The plan proposed by the Federal Deposit Insurance Corp. would, in effect, have the industry lend money to the insurance fund by ordering banks to prepay their annual assessments, which would otherwise have been due through 2012, this year. If adopted, the proposal, the agency’s third restoration plan for the fund in a year, would raise $45 billion from the banks to replenish the fund.

That would almost certainly wipe out the industry’s earnings for this year - in the first half of the year the industry reported $1.8 billion in income.

But regulators have instructed the banks that they will not have to record the prepayments as an expense until the fees would ordinarily have been due, postponing the hit to their balance sheets until a time when officials believe the industry could better weather the costs.

With nearly 100 bank failures so far this year, the fund has encountered its greatest crisis since the savings and loan debacle of the 1980s and 1990s. In May, officials projected $70 billion in losses to the fund to rescue failed banks. That estimate was a $5 billion increase from earlier in the year.

Yesterday, the FDIC increased that estimate by more than 40 percent, to $100 billion in total losses - mostly over this year and next. That would be on top of the nearly $20 billion in losses to the fund last year when the crisis began and 25 banks failed.

Officials said that as of this week, the fund, which began the year at more than $30 billion and had about $10 billion over the summer, would be in the red.

The officials said that if nothing were done, the fund would be holding almost exclusively hard-to-sell real estate and other unmarketable assets by early next year. At last report, this summer the fund had about $22 billion in cash and other marketable securities. As more banks have collapsed, most of its liquid assets have been exchanged for the less marketable assets seized from the failed institutions, like foreclosed property.

Officials said that the plan disclosed yesterday was less expensive than a direct loan from the banks, an idea that many banks supported, because no interest would have to be paid and the plan would not be voluntary. And it was preferable to a loan from the Treasury, which some lawmakers and industry executives supported, because even though it would be paid back by the industry, such a loan could be seen as yet another taxpayer bailout.

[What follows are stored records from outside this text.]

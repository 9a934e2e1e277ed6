/// Text shown instead of a price.
pub const PRICE_ON_REQUEST: &str = "Pris på förfrågan";

/// Format a price the way the site shows it: whole kronor, non-breaking
/// space as thousands separator, `kr` suffix (`"12 500 kr"`).
///
/// A missing or zero price reads as [`PRICE_ON_REQUEST`].
pub fn format_price(price: Option<f64>) -> String {
    let amount = match price {
        Some(p) if p.is_finite() && p > 0.0 => p.round() as u64,
        _ => return PRICE_ON_REQUEST.to_string(),
    };

    let digits = amount.to_string();
    let mut grouped = String::with_capacity(digits.len() + digits.len() / 3 * 2);
    for (i, c) in digits.chars().enumerate() {
        if i > 0 && (digits.len() - i) % 3 == 0 {
            grouped.push('\u{a0}');
        }
        grouped.push(c);
    }
    format!("{grouped}\u{a0}kr")
}
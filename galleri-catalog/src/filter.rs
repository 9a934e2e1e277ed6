//! Category filtering, sorting and paging for the gallery grid.
//!
//! [`FilterState`] is an immutable value; every transition returns a new
//! state. [`derive_view`] turns a catalog and a state into a [`CatalogView`]
//! without touching the catalog.

use chrono::{DateTime, NaiveDate, NaiveDateTime};

use galleri_core::settings::DEFAULT_PAGE_SIZE;
use galleri_core::{CatalogItem, Collation, slugify};

use crate::catalog::Catalog;
use crate::pagination::Pagination;

/// Sentinel category that selects every item.
pub const ALL_CATEGORIES: &str = "all";

/// Query parameter carrying the category slug on the gallery page.
pub const CATEGORY_PARAM: &str = "kategori";

// ── Category ────────────────────────────────────────────────────────────────

/// The category selection.
#[derive(Debug, Clone, PartialEq, Eq, Default)]
pub enum CategoryFilter {
    #[default]
    All,
    /// A category display name or slug.
    Category(String),
}

impl CategoryFilter {
    /// Parse a selection. Empty, `all` and the site's `alla` are the sentinel.
    pub fn parse(value: &str) -> Self {
        let value = value.trim();
        if value.is_empty()
            || value.eq_ignore_ascii_case(ALL_CATEGORIES)
            || value.eq_ignore_ascii_case("alla")
        {
            Self::All
        } else {
            Self::Category(value.to_string())
        }
    }

    /// Read the selection from a page query string (`?kategori=djur`).
    pub fn from_query(query: &str) -> Self {
        let query = query.trim_start_matches('?');
        let Ok(url) = reqwest::Url::parse(&format!("http://localhost/?{query}")) else {
            return Self::All;
        };
        url.query_pairs()
            .find(|(key, _)| key == CATEGORY_PARAM)
            .map(|(_, value)| Self::parse(&value))
            .unwrap_or_default()
    }

    /// Whether an item belongs to this selection.
    ///
    /// Matches when the item's category equals the selection ignoring case,
    /// or when the item's category slug equals the selection.
    pub fn matches(&self, item: &CatalogItem) -> bool {
        let selected = match self {
            Self::All => return true,
            Self::Category(selected) => selected.to_lowercase(),
        };
        match item.category.as_deref() {
            Some(category) => {
                category.to_lowercase() == selected || slugify(category) == selected
            }
            None => false,
        }
    }

    /// Slug for the `kategori` query parameter; `None` for the sentinel.
    pub fn query_value(&self) -> Option<String> {
        match self {
            Self::All => None,
            Self::Category(c) => Some(slugify(c)),
        }
    }
}

impl std::fmt::Display for CategoryFilter {
    fn fmt(&self, f: &mut std::fmt::Formatter<'_>) -> std::fmt::Result {
        match self {
            Self::All => f.write_str(ALL_CATEGORIES),
            Self::Category(c) => f.write_str(c),
        }
    }
}

// ── Sort ────────────────────────────────────────────────────────────────────

/// Sort orders offered by the gallery's sort select.
#[derive(Debug, Clone, Copy, PartialEq, Eq, Hash, Default)]
pub enum SortKey {
    #[default]
    Newest,
    Oldest,
    PriceLow,
    PriceHigh,
    NameAscending,
}

impl SortKey {
    pub fn all() -> &'static [SortKey] {
        &[
            Self::Newest,
            Self::Oldest,
            Self::PriceLow,
            Self::PriceHigh,
            Self::NameAscending,
        ]
    }

    /// The select option value used by the site.
    pub fn as_str(&self) -> &'static str {
        match self {
            Self::Newest => "newest",
            Self::Oldest => "oldest",
            Self::PriceLow => "price-low",
            Self::PriceHigh => "price-high",
            Self::NameAscending => "name-az",
        }
    }

    /// Stable sort of `items` in place.
    pub fn sort(&self, items: &mut [&CatalogItem], collation: Collation) {
        match self {
            Self::Newest => items.sort_by_key(|item| std::cmp::Reverse(date_key(item))),
            Self::Oldest => items.sort_by_key(|item| date_key(item)),
            Self::PriceLow => items.sort_by(|a, b| price_key(a).total_cmp(&price_key(b))),
            Self::PriceHigh => items.sort_by(|a, b| price_key(b).total_cmp(&price_key(a))),
            Self::NameAscending => items.sort_by(|a, b| collation.compare(&a.name, &b.name)),
        }
    }
}

impl std::fmt::Display for SortKey {
    fn fmt(&self, f: &mut std::fmt::Formatter<'_>) -> std::fmt::Result {
        f.write_str(self.as_str())
    }
}

/// Error returned when parsing an unknown sort key.
#[derive(Debug, Clone, PartialEq, Eq)]
pub struct SortKeyParseError(pub String);

impl std::fmt::Display for SortKeyParseError {
    fn fmt(&self, f: &mut std::fmt::Formatter<'_>) -> std::fmt::Result {
        write!(
            f,
            "unknown sort key: '{}' (expected newest, oldest, price-low, price-high or name-az)",
            self.0
        )
    }
}

impl std::error::Error for SortKeyParseError {}

impl std::str::FromStr for SortKey {
    type Err = SortKeyParseError;

    fn from_str(s: &str) -> Result<Self, Self::Err> {
        match s.trim().to_lowercase().as_str() {
            "newest" => Ok(Self::Newest),
            "oldest" => Ok(Self::Oldest),
            "price-low" | "price-asc" => Ok(Self::PriceLow),
            "price-high" | "price-desc" => Ok(Self::PriceHigh),
            "name-az" | "name-ascending" | "name" => Ok(Self::NameAscending),
            _ => Err(SortKeyParseError(s.to_string())),
        }
    }
}

/// Milliseconds since the epoch for `dateAdded`; missing or unparseable
/// dates count as the epoch itself.
pub(crate) fn date_key(item: &CatalogItem) -> i64 {
    item.date_added.as_deref().and_then(parse_date).unwrap_or(0)
}

fn parse_date(s: &str) -> Option<i64> {
    let s = s.trim();
    if let Ok(dt) = DateTime::parse_from_rfc3339(s) {
        return Some(dt.timestamp_millis());
    }
    if let Ok(dt) = NaiveDateTime::parse_from_str(s, "%Y-%m-%dT%H:%M:%S") {
        return Some(dt.and_utc().timestamp_millis());
    }
    NaiveDate::parse_from_str(s, "%Y-%m-%d")
        .ok()
        .and_then(|d| d.and_hms_opt(0, 0, 0))
        .map(|dt| dt.and_utc().timestamp_millis())
}

/// Missing prices sort as zero.
fn price_key(item: &CatalogItem) -> f64 {
    item.price.unwrap_or(0.0)
}

// ── State & view ────────────────────────────────────────────────────────────

/// What the visitor has selected on the gallery page.
#[derive(Debug, Clone, PartialEq, Eq)]
pub struct FilterState {
    category: CategoryFilter,
    sort: SortKey,
    page: usize,
    page_size: usize,
}

impl Default for FilterState {
    fn default() -> Self {
        Self::new(DEFAULT_PAGE_SIZE)
    }
}

impl FilterState {
    /// All categories, newest first, page 1.
    pub fn new(page_size: usize) -> Self {
        Self {
            category: CategoryFilter::All,
            sort: SortKey::default(),
            page: 1,
            page_size: page_size.max(1),
        }
    }

    /// Select a category; returns to page 1.
    #[must_use]
    pub fn with_category(self, category: CategoryFilter) -> Self {
        Self {
            category,
            page: 1,
            ..self
        }
    }

    /// Change the sort order; returns to page 1.
    #[must_use]
    pub fn with_sort(self, sort: SortKey) -> Self {
        Self {
            sort,
            page: 1,
            ..self
        }
    }

    /// Go to a 1-based page. Pages past the end are allowed and render empty.
    #[must_use]
    pub fn with_page(self, page: usize) -> Self {
        Self {
            page: page.max(1),
            ..self
        }
    }

    pub fn category(&self) -> &CategoryFilter {
        &self.category
    }

    pub fn sort(&self) -> SortKey {
        self.sort
    }

    pub fn page(&self) -> usize {
        self.page
    }

    pub fn page_size(&self) -> usize {
        self.page_size
    }
}

/// The filtered, sorted item list for one [`FilterState`].
#[derive(Debug, Clone)]
pub struct CatalogView<'a> {
    items: Vec<&'a CatalogItem>,
    page: usize,
    page_size: usize,
}

/// Derive the visible items for a state. Pure: the catalog is not modified.
pub fn derive_view<'a>(
    catalog: &'a Catalog,
    state: &FilterState,
    collation: Collation,
) -> CatalogView<'a> {
    let mut items: Vec<&CatalogItem> = catalog
        .iter()
        .filter(|item| state.category.matches(item))
        .collect();
    state.sort.sort(&mut items, collation);

    CatalogView {
        items,
        page: state.page,
        page_size: state.page_size,
    }
}

impl<'a> CatalogView<'a> {
    /// The whole filtered and sorted list.
    pub fn items(&self) -> &[&'a CatalogItem] {
        &self.items
    }

    pub fn len(&self) -> usize {
        self.items.len()
    }

    /// True when nothing matches; the page shows its empty state.
    pub fn is_empty(&self) -> bool {
        self.items.is_empty()
    }

    pub fn page_number(&self) -> usize {
        self.page
    }

    pub fn total_pages(&self) -> usize {
        self.items.len().div_ceil(self.page_size)
    }

    /// Items on the current page.
    pub fn page(&self) -> &[&'a CatalogItem] {
        self.page_at(self.page)
    }

    /// Items on a given 1-based page; empty when out of range.
    pub fn page_at(&self, page: usize) -> &[&'a CatalogItem] {
        if page == 0 {
            return &[];
        }
        let start = (page - 1).saturating_mul(self.page_size);
        if start >= self.items.len() {
            return &[];
        }
        let end = (start + self.page_size).min(self.items.len());
        &self.items[start..end]
    }

    /// Pagination controls, or `None` when everything fits on one page.
    pub fn pagination(&self) -> Option<Pagination> {
        Pagination::build(self.page, self.total_pages())
    }
}

#[cfg(test)]
mod tests {
    use super::*;

    #[test]
    fn sentinel_aliases() {
        assert_eq!(CategoryFilter::parse("all"), CategoryFilter::All);
        assert_eq!(CategoryFilter::parse("Alla"), CategoryFilter::All);
        assert_eq!(CategoryFilter::parse(" "), CategoryFilter::All);
        assert_eq!(
            CategoryFilter::parse("Djur"),
            CategoryFilter::Category("Djur".to_string())
        );
    }

    #[test]
    fn category_from_query_string() {
        assert_eq!(
            CategoryFilter::from_query("?kategori=vilda-djur&sida=2"),
            CategoryFilter::Category("vilda-djur".to_string())
        );
        assert_eq!(CategoryFilter::from_query("kategori=alla"), CategoryFilter::All);
        assert_eq!(CategoryFilter::from_query(""), CategoryFilter::All);
        assert_eq!(
            CategoryFilter::from_query("kategori=Bl%C3%A5tt"),
            CategoryFilter::Category("Blått".to_string())
        );
    }

    #[test]
    fn matches_name_or_slug() {
        let mut item = CatalogItem::new("a", "A");
        item.category = Some("Vilda Djur".to_string());
        assert!(CategoryFilter::parse("vilda djur").matches(&item));
        assert!(CategoryFilter::parse("VILDA DJUR").matches(&item));
        assert!(CategoryFilter::parse("vilda-djur").matches(&item));
        assert!(!CategoryFilter::parse("vilda").matches(&item));
        assert!(CategoryFilter::All.matches(&item));

        item.category = None;
        assert!(!CategoryFilter::parse("vilda-djur").matches(&item));
        assert!(CategoryFilter::All.matches(&item));
    }

    #[test]
    fn sort_key_parses_site_values() {
        for &key in SortKey::all() {
            assert_eq!(key.as_str().parse::<SortKey>().unwrap(), key);
        }
        assert_eq!("name-ascending".parse::<SortKey>().unwrap(), SortKey::NameAscending);
        assert!("random".parse::<SortKey>().is_err());
    }

    #[test]
    fn dates_parse_in_several_shapes() {
        assert_eq!(parse_date("1970-01-02"), Some(86_400_000));
        assert_eq!(parse_date("1970-01-01T00:00:01Z"), Some(1_000));
        assert_eq!(parse_date("1970-01-01T00:00:02"), Some(2_000));
        assert_eq!(parse_date("igår"), None);
    }

    #[test]
    fn transitions_reset_page() {
        let state = FilterState::default().with_page(3);
        assert_eq!(state.page(), 3);
        assert_eq!(state.clone().with_sort(SortKey::Oldest).page(), 1);
        assert_eq!(
            state.with_category(CategoryFilter::parse("djur")).page(),
            1
        );
        assert_eq!(FilterState::default().with_page(0).page(), 1);
    }
}
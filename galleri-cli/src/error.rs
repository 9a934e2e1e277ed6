use thiserror::Error;

/// Errors that end a CLI command with a non-zero exit code.
#[derive(Debug, Error)]
pub(crate) enum CliError {
    /// Sync run failed; the previous inventory is untouched
    #[error("Sync failed: {0}")]
    Sync(#[from] galleri_sync::SyncError),

    /// Settings file could not be read
    #[error("{0}")]
    Settings(#[from] galleri_core::SettingsError),

    /// Configuration error
    #[error("Config error: {0}")]
    Config(String),
}

impl CliError {
    pub(crate) fn config(msg: impl Into<String>) -> Self {
        Self::Config(msg.into())
    }
}
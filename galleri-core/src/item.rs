//! The artwork record.

use serde::{Deserialize, Serialize};

/// Classification used when the source leaves `type` blank.
pub const DEFAULT_TYPE: &str = "Original";

/// One artwork in the inventory.
///
/// Items are built once per load (by the loader or the sync job) and never
/// mutated afterwards. Every retained item has a non-empty `id`, `name` and
/// `images` list.
#[derive(Debug, Clone, PartialEq, Serialize, Deserialize)]
#[serde(rename_all = "camelCase")]
pub struct CatalogItem {
    /// Stable identifier, used in product URLs.
    pub id: String,
    pub name: String,
    #[serde(default)]
    pub description: String,
    /// Free-text category label; matched case-insensitively.
    #[serde(default)]
    pub category: Option<String>,
    /// `None` means "price on request".
    #[serde(default)]
    pub price: Option<f64>,
    /// Comma-separated size labels, or empty.
    #[serde(default)]
    pub size: String,
    #[serde(rename = "type")]
    pub kind: String,
    /// Lower-cased color names in source order.
    #[serde(default)]
    pub colors: Vec<String>,
    /// Image references; the first is the primary image.
    pub images: Vec<String>,
    #[serde(default)]
    pub variants: Vec<String>,
    pub available: bool,
    pub featured: bool,
    #[serde(default)]
    pub date_added: Option<String>,
}

impl CatalogItem {
    /// Create an item with the given id and name and default values elsewhere.
    ///
    /// The id doubles as the image reference until images are set.
    pub fn new(id: impl Into<String>, name: impl Into<String>) -> Self {
        let id = id.into();
        Self {
            images: vec![id.clone()],
            id,
            name: name.into(),
            description: String::new(),
            category: None,
            price: None,
            size: String::new(),
            kind: DEFAULT_TYPE.to_string(),
            colors: Vec::new(),
            variants: Vec::new(),
            available: true,
            featured: false,
            date_added: None,
        }
    }

    /// The primary image reference, if any.
    pub fn primary_image(&self) -> Option<&str> {
        self.images.first().map(String::as_str)
    }

    /// Individual size labels parsed from the comma-separated `size` field.
    pub fn sizes(&self) -> Vec<&str> {
        self.size
            .split(',')
            .map(str::trim)
            .filter(|s| !s.is_empty())
            .collect()
    }

    pub fn has_price(&self) -> bool {
        self.price.is_some()
    }
}

/// Split a comma-separated cell into trimmed, non-empty entries.
pub fn split_list(cell: &str) -> Vec<String> {
    cell.split(',')
        .map(str::trim)
        .filter(|s| !s.is_empty())
        .map(str::to_string)
        .collect()
}

/// Normalize color names: trimmed, lower-cased, blanks removed.
pub fn normalize_colors<I, S>(colors: I) -> Vec<String>
where
    I: IntoIterator<Item = S>,
    S: AsRef<str>,
{
    colors
        .into_iter()
        .map(|c| c.as_ref().trim().to_lowercase())
        .filter(|c| !c.is_empty())
        .collect()
}
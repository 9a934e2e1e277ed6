use std::collections::HashSet;

use galleri_catalog::{DEFAULT_RELATED_LIMIT, related_items, related_section, score};
use galleri_core::CatalogItem;

fn item(id: &str, kind: &str, colors: &[&str], category: Option<&str>) -> CatalogItem {
    let mut item = CatalogItem::new(id, id.to_uppercase());
    item.kind = kind.to_string();
    item.colors = colors.iter().map(|c| c.to_string()).collect();
    item.category = category.map(str::to_string);
    item
}

fn ids(items: &[&CatalogItem]) -> Vec<String> {
    items.iter().map(|i| i.id.clone()).collect()
}

#[test]
fn scores_type_colors_and_category() {
    let focal = item("a", "Original", &["blå", "röd"], Some("Djur"));
    assert_eq!(score(&focal, &item("b", "Original", &["blå"], None)), 5);
    assert_eq!(score(&focal, &item("c", "Print", &["röd"], None)), 2);
    assert_eq!(score(&focal, &item("d", "Print", &["blå", "röd"], Some("Djur"))), 5);
    assert_eq!(score(&focal, &item("e", "Print", &[], Some("Landskap"))), 0);
}

#[test]
fn duplicate_focal_colors_count_once() {
    let focal = item("a", "Print", &["blå", "blå"], None);
    assert_eq!(score(&focal, &item("b", "Original", &["blå"], None)), 2);
}

#[test]
fn missing_categories_do_not_match() {
    let focal = item("a", "Print", &[], None);
    assert_eq!(score(&focal, &item("b", "Original", &[], None)), 0);
}

#[test]
fn ranks_by_score_then_backfills() {
    let items = vec![
        item("a", "Original", &["blå", "röd"], Some("Djur")),
        item("x", "Print", &[], None),
        item("c", "Print", &["röd"], None),
        item("b", "Original", &["blå"], None),
        item("y", "Print", &["grön"], None),
    ];
    let related = related_items(&items[0], &items, DEFAULT_RELATED_LIMIT);
    assert_eq!(ids(&related), vec!["b", "c", "x", "y"]);
}

#[test]
fn ties_keep_catalog_order() {
    let items = vec![
        item("a", "Original", &[], None),
        item("p", "Original", &[], None),
        item("q", "Original", &[], None),
        item("r", "Original", &[], None),
    ];
    let related = related_items(&items[0], &items, 2);
    assert_eq!(ids(&related), vec!["p", "q"]);
}

#[test]
fn never_returns_focal_or_duplicates() {
    let items = vec![
        item("a", "Original", &["blå"], Some("Djur")),
        item("b", "Original", &["blå"], Some("Djur")),
        item("a", "Original", &["blå"], Some("Djur")),
        item("b", "Print", &[], None),
        item("c", "Print", &[], None),
    ];
    let related = related_items(&items[0], &items, 10);
    let got = ids(&related);
    assert!(!got.contains(&"a".to_string()));
    let unique: HashSet<&String> = got.iter().collect();
    assert_eq!(unique.len(), got.len());
    assert_eq!(got, vec!["b", "c"]);
}

#[test]
fn respects_limit() {
    let items: Vec<CatalogItem> = (0..10)
        .map(|n| item(&format!("i{n}"), "Original", &[], None))
        .collect();
    assert_eq!(related_items(&items[0], &items, 4).len(), 4);
    assert!(related_items(&items[0], &items, 0).is_empty());
}

#[test]
fn section_hidden_when_nothing_else_exists() {
    let items = vec![item("a", "Original", &[], None)];
    assert!(related_section(&items[0], &items, DEFAULT_RELATED_LIMIT).is_none());

    let items = vec![item("a", "Original", &[], None), item("b", "Print", &[], None)];
    let section = related_section(&items[0], &items, DEFAULT_RELATED_LIMIT).unwrap();
    assert_eq!(ids(&section), vec!["b"]);
}
//! galleri CLI
//!
//! Command-line front end for the gallery inventory: sync the spreadsheet
//! into the inventory file and browse the catalog the way the site does.

mod cli_types;
mod commands;
mod display;
mod error;

use std::io::Write;

use clap::Parser;
use owo_colors::OwoColorize;
use owo_colors::Stream::Stdout;

use galleri_catalog::InventorySource;
use galleri_core::Settings;

use cli_types::{Cli, Commands, ConfigAction};
pub(crate) use error::CliError;

/// Resolved state shared by every command.
pub(crate) struct AppContext {
    pub settings: Settings,
    pub inventory: InventorySource,
    pub quiet: bool,
}

fn main() {
    let cli = Cli::parse();
    init_logging(cli.quiet, cli.verbose);

    let settings = galleri_core::settings::load_settings_or_default();
    let inventory = InventorySource::parse(
        cli.inventory
            .as_deref()
            .unwrap_or(&settings.catalog.inventory),
    );
    let ctx = AppContext {
        settings,
        inventory,
        quiet: cli.quiet,
    };

    let result = match cli.command {
        Commands::Sync {
            csv,
            output,
            sheet_id,
            range,
            dry_run,
        } => commands::sync::run_sync(
            &ctx,
            commands::sync::SyncArgs {
                csv,
                output,
                sheet_id,
                range,
                dry_run,
            },
        ),
        Commands::Browse {
            category,
            sort,
            page,
        } => commands::browse::run_browse(&ctx, category.as_deref(), sort, page),
        Commands::Show { id, variant, size } => {
            commands::show::run_show(&ctx, &id, variant.as_deref(), size.as_deref())
        }
        Commands::Related { id, limit } => commands::related::run_related(&ctx, &id, limit),
        Commands::Featured { limit } => commands::featured::run_featured(&ctx, limit),
        Commands::Categories => commands::categories::run_categories(&ctx),
        Commands::Config { action } => match action {
            ConfigAction::Show => commands::config::run_config_show(&ctx),
            ConfigAction::Path => commands::config::run_config_path(),
        },
    };

    if let Err(e) = result {
        log::error!("{e}");
        std::process::exit(1);
    }
}

/// Install the logger used for all CLI output.
///
/// Info-level lines are printed bare so that `log::info!` doubles as normal
/// output. `--verbose` switches to timestamped records at debug level.
/// `RUST_LOG` overrides the level either way.
fn init_logging(quiet: bool, verbose: bool) {
    let level = if quiet {
        log::LevelFilter::Warn
    } else if verbose {
        log::LevelFilter::Debug
    } else {
        log::LevelFilter::Info
    };

    let mut builder = env_logger::Builder::new();
    builder.filter_level(level);
    builder.target(env_logger::Target::Stdout);
    if verbose {
        builder.format_timestamp_millis();
    } else {
        builder.format(|buf, record| match record.level() {
            log::Level::Info => writeln!(buf, "{}", record.args()),
            log::Level::Warn => writeln!(
                buf,
                "{} {}",
                "warning:".if_supports_color(Stdout, |t| t.yellow()),
                record.args()
            ),
            log::Level::Error => writeln!(
                buf,
                "{} {}",
                "error:".if_supports_color(Stdout, |t| t.red()),
                record.args()
            ),
            level => writeln!(buf, "[{level}] {}", record.args()),
        });
    }
    builder.parse_default_env();
    builder.init();
}

/// Print an empty line at info level.
pub(crate) fn log_blank() {
    log::info!("");
}
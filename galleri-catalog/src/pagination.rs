//! Pagination controls model.
//!
//! First and last page are always shown, plus current ±1. The pages at
//! current ±2 are replaced by an ellipsis unless they are the first or last
//! page; pages further out are omitted.

/// One entry in the page-number row.
#[derive(Debug, Clone, Copy, PartialEq, Eq)]
pub enum PageLink {
    Page { number: usize, current: bool },
    Ellipsis,
}

/// The controls below the gallery grid.
#[derive(Debug, Clone, PartialEq, Eq)]
pub struct Pagination {
    /// Current page, clamped to `1..=total_pages`.
    pub current: usize,
    pub total_pages: usize,
    /// Target of the "previous" arrow, if shown.
    pub previous: Option<usize>,
    /// Target of the "next" arrow, if shown.
    pub next: Option<usize>,
    pub links: Vec<PageLink>,
}

impl Pagination {
    /// Build the controls, or `None` when there is at most one page.
    pub fn build(current: usize, total_pages: usize) -> Option<Self> {
        if total_pages <= 1 {
            return None;
        }
        let current = current.clamp(1, total_pages);

        let mut links = Vec::new();
        for page in 1..=total_pages {
            let in_window = page + 1 >= current && page <= current + 1;
            if page == 1 || page == total_pages || in_window {
                links.push(PageLink::Page {
                    number: page,
                    current: page == current,
                });
            } else if page + 2 == current || page == current + 2 {
                links.push(PageLink::Ellipsis);
            }
        }

        Some(Self {
            current,
            total_pages,
            previous: (current > 1).then(|| current - 1),
            next: (current < total_pages).then(|| current + 1),
            links,
        })
    }

    /// Page numbers shown, in order.
    pub fn page_numbers(&self) -> Vec<usize> {
        self.links
            .iter()
            .filter_map(|link| match link {
                PageLink::Page { number, .. } => Some(*number),
                PageLink::Ellipsis => None,
            })
            .collect()
    }
}
//! CLI type definitions: command enums and argument structs.

use std::path::PathBuf;

use clap::{Parser, Subcommand};

use galleri_catalog::{DEFAULT_FEATURED_LIMIT, DEFAULT_RELATED_LIMIT, SortKey};

#[derive(Parser)]
#[command(name = "galleri")]
#[command(about = "Browse and sync the gallery inventory", long_about = None)]
pub(crate) struct Cli {
    /// Inventory JSON path or http(s) URL (defaults to the settings file value)
    #[arg(short, long, global = true)]
    pub inventory: Option<String>,

    /// Only show warnings and errors (suppress normal output)
    #[arg(long, global = true)]
    pub quiet: bool,

    /// Enable verbose/debug logging (timestamps + debug-level messages)
    #[arg(short, long, global = true)]
    pub verbose: bool,

    #[command(subcommand)]
    pub command: Commands,
}

#[derive(Subcommand)]
pub(crate) enum Commands {
    /// Pull rows from the spreadsheet and rewrite the inventory file
    Sync {
        /// Read rows from a CSV export instead of the Sheets API
        #[arg(long)]
        csv: Option<PathBuf>,

        /// Inventory file to write
        #[arg(short, long)]
        output: Option<PathBuf>,

        /// Spreadsheet id (overrides $GOOGLE_SHEET_ID and the settings file)
        #[arg(long)]
        sheet_id: Option<String>,

        /// Sheet range, e.g. Inventory!A2:M
        #[arg(long)]
        range: Option<String>,

        /// Transform and report without writing
        #[arg(short = 'n', long)]
        dry_run: bool,
    },

    /// List works in the gallery grid
    Browse {
        /// Category name or slug ("alla" for every category)
        #[arg(short, long)]
        category: Option<String>,

        /// newest, oldest, price-low, price-high or name-az
        #[arg(short, long, default_value = "newest")]
        sort: SortKey,

        /// 1-based page number
        #[arg(short, long, default_value_t = 1)]
        page: usize,
    },

    /// Show one work's detail page
    Show {
        /// Product id
        id: String,

        /// Variant to include in an inquiry
        #[arg(long)]
        variant: Option<String>,

        /// Size to include in an inquiry
        #[arg(long)]
        size: Option<String>,
    },

    /// List works related to one work
    Related {
        /// Product id
        id: String,

        /// Maximum number of related works
        #[arg(short, long, default_value_t = DEFAULT_RELATED_LIMIT)]
        limit: usize,
    },

    /// List the home page's featured works
    Featured {
        /// Maximum number of works
        #[arg(short, long, default_value_t = DEFAULT_FEATURED_LIMIT)]
        limit: usize,
    },

    /// List categories for the filter bar
    Categories,

    /// Inspect the settings file
    Config {
        #[command(subcommand)]
        action: ConfigAction,
    },
}

#[derive(Subcommand)]
pub(crate) enum ConfigAction {
    /// Show resolved settings and where each value comes from
    Show,

    /// Print the settings file path
    Path,
}
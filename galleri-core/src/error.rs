use thiserror::Error;

/// Failure to obtain or parse the inventory document.
///
/// Always recoverable: callers degrade to an empty catalog.
#[derive(Debug, Error)]
pub enum LoadError {
    /// I/O error reading a local inventory file
    #[error("I/O error reading {path}: {source}")]
    Io {
        path: String,
        source: std::io::Error,
    },

    /// Network failure fetching a remote inventory
    #[error("Failed to fetch {url}: {message}")]
    Http { url: String, message: String },

    /// The server answered with a non-success status
    #[error("HTTP {status} for {url}")]
    Status { url: String, status: u16 },

    /// The document is not valid JSON or not an object
    #[error("Invalid inventory JSON: {0}")]
    Json(#[from] serde_json::Error),
}

impl LoadError {
    pub fn io(path: impl Into<String>, source: std::io::Error) -> Self {
        Self::Io {
            path: path.into(),
            source,
        }
    }

    pub fn http(url: impl Into<String>, message: impl Into<String>) -> Self {
        Self::Http {
            url: url.into(),
            message: message.into(),
        }
    }
}

/// A product was requested that the catalog does not contain.
#[derive(Debug, Clone, PartialEq, Eq, Error)]
pub enum NotFoundError {
    /// No product id was supplied at all
    #[error("No product id given")]
    MissingId,

    /// The id does not match any catalog item
    #[error("No artwork with id '{0}'")]
    UnknownId(String),
}

/// A required choice on the product page has not been made.
#[derive(Debug, Clone, PartialEq, Eq, Error)]
pub enum ValidationError {
    #[error("Choose a variant for '{item}'")]
    MissingVariant { item: String },

    #[error("'{variant}' is not a variant of '{item}'")]
    UnknownVariant { item: String, variant: String },

    #[error("Choose a size for '{item}'")]
    MissingSize { item: String },

    #[error("'{size}' is not an available size of '{item}'")]
    UnknownSize { item: String, size: String },
}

“It’s clear that the American people would prefer to see an end to policies that look to the federal balance sheet as a remedy for every problem,’’ said Sheila C. Bair, chairwoman of the FDIC.

She also emphasized the fund’s plight would have no impact on bank customers, who will continue to have their accounts insured up to $250,000.

The proposed plan was a partial victory for industry executives and lobbyists, who fought against the idea of another special assessment. Last May the government imposed an assessment of 5 cents for every $100 in deposits on top of the regular premiums.

But some bank executives expressed concern about the increase in premiums in two years.

“The industry agrees that this is a better alternative to what clearly would have been several special assessments, but this prepayment will decrease the ability to lend,’’ said Edward L. Yingling, president of the American Bankers Association.